• [Task prompt]
Lines from the one with "let device = api" through the end of the listing below are to be retyped exactly.

Content starts

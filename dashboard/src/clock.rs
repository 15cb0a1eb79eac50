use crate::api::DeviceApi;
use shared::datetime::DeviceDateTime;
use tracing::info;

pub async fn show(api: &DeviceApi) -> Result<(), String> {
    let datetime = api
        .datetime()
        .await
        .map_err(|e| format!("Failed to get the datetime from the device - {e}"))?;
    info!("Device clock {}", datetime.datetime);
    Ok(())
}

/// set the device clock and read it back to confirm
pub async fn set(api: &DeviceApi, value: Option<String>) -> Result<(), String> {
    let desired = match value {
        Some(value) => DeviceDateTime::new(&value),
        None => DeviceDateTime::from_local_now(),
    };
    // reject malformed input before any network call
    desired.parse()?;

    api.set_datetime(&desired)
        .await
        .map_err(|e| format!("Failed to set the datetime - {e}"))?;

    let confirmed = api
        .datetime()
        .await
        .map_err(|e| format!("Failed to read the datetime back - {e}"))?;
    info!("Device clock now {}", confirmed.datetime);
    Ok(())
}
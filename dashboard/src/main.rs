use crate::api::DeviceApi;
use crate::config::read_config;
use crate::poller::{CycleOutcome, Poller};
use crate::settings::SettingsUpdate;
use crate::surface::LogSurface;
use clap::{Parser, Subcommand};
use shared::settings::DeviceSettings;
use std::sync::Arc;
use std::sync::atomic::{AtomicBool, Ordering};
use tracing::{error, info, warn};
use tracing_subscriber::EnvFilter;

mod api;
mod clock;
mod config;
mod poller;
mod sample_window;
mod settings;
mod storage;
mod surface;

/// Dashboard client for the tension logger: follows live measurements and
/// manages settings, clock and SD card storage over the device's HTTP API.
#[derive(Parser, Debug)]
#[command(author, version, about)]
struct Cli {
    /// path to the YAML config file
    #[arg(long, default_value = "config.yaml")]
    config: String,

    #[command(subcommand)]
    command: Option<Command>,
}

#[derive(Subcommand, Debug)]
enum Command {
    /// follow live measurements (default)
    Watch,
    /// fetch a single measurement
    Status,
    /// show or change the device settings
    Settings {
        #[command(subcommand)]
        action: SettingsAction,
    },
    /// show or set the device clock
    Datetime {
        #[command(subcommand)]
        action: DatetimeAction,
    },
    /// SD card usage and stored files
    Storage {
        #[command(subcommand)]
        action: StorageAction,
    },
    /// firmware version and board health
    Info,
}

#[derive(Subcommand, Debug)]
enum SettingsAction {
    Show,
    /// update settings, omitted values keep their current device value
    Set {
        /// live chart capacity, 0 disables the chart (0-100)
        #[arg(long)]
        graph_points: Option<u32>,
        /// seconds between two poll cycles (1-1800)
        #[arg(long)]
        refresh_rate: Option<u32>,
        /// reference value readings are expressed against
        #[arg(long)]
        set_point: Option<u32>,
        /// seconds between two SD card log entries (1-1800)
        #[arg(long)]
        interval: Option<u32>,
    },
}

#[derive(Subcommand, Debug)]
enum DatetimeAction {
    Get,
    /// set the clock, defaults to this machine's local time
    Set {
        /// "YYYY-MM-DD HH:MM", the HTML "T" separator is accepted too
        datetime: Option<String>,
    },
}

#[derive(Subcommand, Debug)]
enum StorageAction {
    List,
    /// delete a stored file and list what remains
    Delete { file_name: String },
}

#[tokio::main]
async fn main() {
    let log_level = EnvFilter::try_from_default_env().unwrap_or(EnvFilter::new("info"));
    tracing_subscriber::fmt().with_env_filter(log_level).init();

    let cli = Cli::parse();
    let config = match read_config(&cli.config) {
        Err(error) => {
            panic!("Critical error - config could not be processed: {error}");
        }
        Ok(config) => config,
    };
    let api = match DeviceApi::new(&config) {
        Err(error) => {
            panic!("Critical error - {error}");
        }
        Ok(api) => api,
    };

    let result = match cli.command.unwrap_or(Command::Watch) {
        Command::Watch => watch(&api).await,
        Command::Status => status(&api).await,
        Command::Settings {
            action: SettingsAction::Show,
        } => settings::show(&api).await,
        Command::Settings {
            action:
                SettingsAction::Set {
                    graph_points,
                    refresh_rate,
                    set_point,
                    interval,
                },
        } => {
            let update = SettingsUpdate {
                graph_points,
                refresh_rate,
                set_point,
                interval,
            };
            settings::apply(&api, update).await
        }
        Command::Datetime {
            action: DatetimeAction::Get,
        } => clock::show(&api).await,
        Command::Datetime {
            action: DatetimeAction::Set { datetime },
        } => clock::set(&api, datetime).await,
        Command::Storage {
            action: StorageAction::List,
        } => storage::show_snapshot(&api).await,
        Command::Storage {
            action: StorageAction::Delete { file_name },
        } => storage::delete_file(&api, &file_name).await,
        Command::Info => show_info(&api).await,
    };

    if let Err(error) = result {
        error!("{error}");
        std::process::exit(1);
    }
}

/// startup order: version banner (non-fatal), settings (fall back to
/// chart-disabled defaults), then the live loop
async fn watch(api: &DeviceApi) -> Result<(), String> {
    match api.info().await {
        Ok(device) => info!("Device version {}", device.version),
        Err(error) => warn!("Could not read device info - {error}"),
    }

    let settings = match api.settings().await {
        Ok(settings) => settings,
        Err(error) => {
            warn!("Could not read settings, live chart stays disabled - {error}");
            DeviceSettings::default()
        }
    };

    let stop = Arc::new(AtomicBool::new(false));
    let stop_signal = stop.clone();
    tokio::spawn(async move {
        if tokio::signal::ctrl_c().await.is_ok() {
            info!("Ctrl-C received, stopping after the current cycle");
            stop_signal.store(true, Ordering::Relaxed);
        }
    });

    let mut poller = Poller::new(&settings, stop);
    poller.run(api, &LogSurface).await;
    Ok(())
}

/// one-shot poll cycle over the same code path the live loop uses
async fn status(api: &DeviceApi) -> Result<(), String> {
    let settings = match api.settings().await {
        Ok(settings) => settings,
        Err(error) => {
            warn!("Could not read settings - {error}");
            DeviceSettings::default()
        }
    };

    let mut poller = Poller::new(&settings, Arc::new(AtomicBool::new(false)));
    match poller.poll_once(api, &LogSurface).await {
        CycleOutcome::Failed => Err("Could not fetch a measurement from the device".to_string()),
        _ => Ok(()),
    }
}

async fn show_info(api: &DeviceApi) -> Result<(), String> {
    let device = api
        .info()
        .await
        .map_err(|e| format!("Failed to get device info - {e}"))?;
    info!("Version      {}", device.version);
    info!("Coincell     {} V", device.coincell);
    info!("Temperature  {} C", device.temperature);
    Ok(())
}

Content ends

• [Written response]
    let device = api
        .info()
        .await
        .map_err(|e| format!("Failed to get device info - {e}"))?;
    info!("Version      {}", device.version);
    info!("Coincell     {} V", device.coincell);
    info!("Temperature  {} C", device.temperature);
    Ok(())
}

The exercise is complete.